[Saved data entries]
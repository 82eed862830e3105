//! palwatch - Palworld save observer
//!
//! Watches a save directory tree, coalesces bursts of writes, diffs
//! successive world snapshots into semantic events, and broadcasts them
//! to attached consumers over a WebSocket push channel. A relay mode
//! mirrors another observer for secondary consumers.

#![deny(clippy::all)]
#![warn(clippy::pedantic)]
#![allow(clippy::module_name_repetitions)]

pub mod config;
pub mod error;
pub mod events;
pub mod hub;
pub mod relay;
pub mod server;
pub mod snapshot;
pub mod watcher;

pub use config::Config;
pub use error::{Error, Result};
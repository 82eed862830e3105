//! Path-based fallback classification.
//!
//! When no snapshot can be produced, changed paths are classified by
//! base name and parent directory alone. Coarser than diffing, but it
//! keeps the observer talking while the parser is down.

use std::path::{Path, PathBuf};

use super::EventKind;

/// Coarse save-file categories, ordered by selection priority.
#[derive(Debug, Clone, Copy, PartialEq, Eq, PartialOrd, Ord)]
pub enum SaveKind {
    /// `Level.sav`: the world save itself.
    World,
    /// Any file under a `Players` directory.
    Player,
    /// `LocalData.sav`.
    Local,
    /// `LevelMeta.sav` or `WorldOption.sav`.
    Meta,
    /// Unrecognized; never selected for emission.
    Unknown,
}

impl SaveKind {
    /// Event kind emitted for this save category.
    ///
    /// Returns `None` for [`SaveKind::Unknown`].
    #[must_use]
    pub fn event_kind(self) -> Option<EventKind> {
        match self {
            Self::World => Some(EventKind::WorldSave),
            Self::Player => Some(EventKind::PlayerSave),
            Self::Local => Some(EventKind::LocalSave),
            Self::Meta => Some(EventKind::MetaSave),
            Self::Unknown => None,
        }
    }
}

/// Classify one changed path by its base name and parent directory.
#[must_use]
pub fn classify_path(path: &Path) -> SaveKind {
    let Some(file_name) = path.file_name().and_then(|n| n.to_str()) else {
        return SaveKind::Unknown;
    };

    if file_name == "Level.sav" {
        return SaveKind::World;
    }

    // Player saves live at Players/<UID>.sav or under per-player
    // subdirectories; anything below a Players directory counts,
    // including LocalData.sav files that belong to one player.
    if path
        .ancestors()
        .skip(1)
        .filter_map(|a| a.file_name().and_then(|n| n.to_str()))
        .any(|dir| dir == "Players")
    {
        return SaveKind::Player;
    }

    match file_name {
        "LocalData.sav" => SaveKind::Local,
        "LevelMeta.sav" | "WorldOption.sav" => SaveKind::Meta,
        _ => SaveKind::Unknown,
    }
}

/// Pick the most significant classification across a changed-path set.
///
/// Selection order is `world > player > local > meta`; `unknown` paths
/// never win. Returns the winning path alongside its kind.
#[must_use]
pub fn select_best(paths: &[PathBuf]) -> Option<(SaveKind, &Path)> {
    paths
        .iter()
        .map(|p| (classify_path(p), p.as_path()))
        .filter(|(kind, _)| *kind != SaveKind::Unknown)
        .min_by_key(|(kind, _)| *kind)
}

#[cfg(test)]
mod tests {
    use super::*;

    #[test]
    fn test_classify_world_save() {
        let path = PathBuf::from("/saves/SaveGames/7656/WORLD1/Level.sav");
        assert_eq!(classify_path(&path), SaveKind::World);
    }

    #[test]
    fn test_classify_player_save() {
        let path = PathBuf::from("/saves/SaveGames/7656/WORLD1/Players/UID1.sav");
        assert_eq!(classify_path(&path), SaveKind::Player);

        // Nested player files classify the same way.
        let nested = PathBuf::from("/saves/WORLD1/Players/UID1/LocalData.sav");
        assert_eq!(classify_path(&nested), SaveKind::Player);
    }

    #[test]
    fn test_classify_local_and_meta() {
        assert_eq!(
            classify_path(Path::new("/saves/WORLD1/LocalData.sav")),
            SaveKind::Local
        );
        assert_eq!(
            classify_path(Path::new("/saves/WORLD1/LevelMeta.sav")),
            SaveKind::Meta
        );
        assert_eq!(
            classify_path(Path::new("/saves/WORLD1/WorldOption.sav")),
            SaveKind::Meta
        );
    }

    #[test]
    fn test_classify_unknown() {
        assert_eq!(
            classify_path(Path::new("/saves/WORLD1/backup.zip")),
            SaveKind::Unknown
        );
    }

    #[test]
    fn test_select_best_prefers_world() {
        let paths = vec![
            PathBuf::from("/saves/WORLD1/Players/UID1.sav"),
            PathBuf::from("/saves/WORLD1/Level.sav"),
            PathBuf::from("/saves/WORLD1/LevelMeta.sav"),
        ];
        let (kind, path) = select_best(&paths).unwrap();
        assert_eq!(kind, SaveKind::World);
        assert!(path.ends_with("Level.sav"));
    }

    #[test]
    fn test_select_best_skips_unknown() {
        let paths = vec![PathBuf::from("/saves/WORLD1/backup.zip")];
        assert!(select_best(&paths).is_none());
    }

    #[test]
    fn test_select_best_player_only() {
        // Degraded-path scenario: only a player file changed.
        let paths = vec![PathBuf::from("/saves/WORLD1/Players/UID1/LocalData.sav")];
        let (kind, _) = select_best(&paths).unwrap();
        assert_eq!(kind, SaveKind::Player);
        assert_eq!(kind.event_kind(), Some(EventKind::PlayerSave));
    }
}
==
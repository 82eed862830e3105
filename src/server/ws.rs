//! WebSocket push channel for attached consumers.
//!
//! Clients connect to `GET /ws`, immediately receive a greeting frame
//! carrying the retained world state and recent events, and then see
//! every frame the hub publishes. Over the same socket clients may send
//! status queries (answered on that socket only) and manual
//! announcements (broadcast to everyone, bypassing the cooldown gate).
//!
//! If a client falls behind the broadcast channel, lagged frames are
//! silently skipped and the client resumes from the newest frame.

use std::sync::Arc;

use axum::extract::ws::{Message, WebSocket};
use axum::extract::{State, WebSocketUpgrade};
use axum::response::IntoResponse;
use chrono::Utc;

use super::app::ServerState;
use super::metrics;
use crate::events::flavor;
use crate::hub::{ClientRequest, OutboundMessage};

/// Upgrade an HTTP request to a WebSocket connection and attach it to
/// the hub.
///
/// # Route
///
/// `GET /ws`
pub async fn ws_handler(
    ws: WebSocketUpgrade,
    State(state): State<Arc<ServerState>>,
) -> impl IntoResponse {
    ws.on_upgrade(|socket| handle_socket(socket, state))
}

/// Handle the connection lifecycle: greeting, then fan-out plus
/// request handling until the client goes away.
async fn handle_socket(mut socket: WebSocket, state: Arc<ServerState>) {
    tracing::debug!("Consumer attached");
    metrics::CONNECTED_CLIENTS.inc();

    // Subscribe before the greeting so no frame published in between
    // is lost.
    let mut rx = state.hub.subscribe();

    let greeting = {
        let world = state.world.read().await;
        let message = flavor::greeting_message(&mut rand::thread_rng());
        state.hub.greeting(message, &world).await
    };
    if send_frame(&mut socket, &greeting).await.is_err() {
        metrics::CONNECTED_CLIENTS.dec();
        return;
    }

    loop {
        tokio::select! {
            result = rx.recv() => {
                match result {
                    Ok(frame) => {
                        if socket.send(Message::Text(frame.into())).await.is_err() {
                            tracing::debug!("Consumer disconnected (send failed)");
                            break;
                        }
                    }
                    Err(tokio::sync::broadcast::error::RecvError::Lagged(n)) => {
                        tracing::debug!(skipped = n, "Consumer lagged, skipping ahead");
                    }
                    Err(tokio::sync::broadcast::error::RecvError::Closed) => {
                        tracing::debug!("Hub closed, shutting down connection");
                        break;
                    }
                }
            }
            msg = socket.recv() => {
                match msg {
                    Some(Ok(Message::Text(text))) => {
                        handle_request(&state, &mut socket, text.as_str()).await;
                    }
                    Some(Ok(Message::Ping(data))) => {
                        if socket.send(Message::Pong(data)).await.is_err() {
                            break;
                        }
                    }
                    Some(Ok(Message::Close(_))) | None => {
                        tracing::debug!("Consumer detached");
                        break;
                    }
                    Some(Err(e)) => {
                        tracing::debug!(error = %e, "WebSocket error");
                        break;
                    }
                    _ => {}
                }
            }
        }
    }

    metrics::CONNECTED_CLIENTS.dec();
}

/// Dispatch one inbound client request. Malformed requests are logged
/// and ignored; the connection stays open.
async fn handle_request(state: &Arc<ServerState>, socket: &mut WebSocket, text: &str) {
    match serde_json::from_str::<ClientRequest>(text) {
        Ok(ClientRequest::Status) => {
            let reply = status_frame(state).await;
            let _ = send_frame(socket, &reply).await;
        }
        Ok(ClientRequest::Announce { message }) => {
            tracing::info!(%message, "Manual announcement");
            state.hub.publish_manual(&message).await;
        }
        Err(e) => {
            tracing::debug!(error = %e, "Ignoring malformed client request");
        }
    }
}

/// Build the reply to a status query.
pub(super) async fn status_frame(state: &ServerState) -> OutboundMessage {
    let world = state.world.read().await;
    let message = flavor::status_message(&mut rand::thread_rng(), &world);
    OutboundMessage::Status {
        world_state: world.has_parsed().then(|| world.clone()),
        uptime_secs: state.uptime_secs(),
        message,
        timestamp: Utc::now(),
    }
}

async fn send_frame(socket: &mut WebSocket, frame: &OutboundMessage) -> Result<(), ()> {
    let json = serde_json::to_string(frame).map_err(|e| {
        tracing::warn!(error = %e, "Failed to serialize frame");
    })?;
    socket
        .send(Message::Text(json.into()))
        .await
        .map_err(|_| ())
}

**WHAT TO WORK ON:** Filter the data for the string "same". Copy each matching line.

**ANSWER BOX:**
        // Nested player files classify the same way.
//! every frame the hub publishes. Over the same socket clients may send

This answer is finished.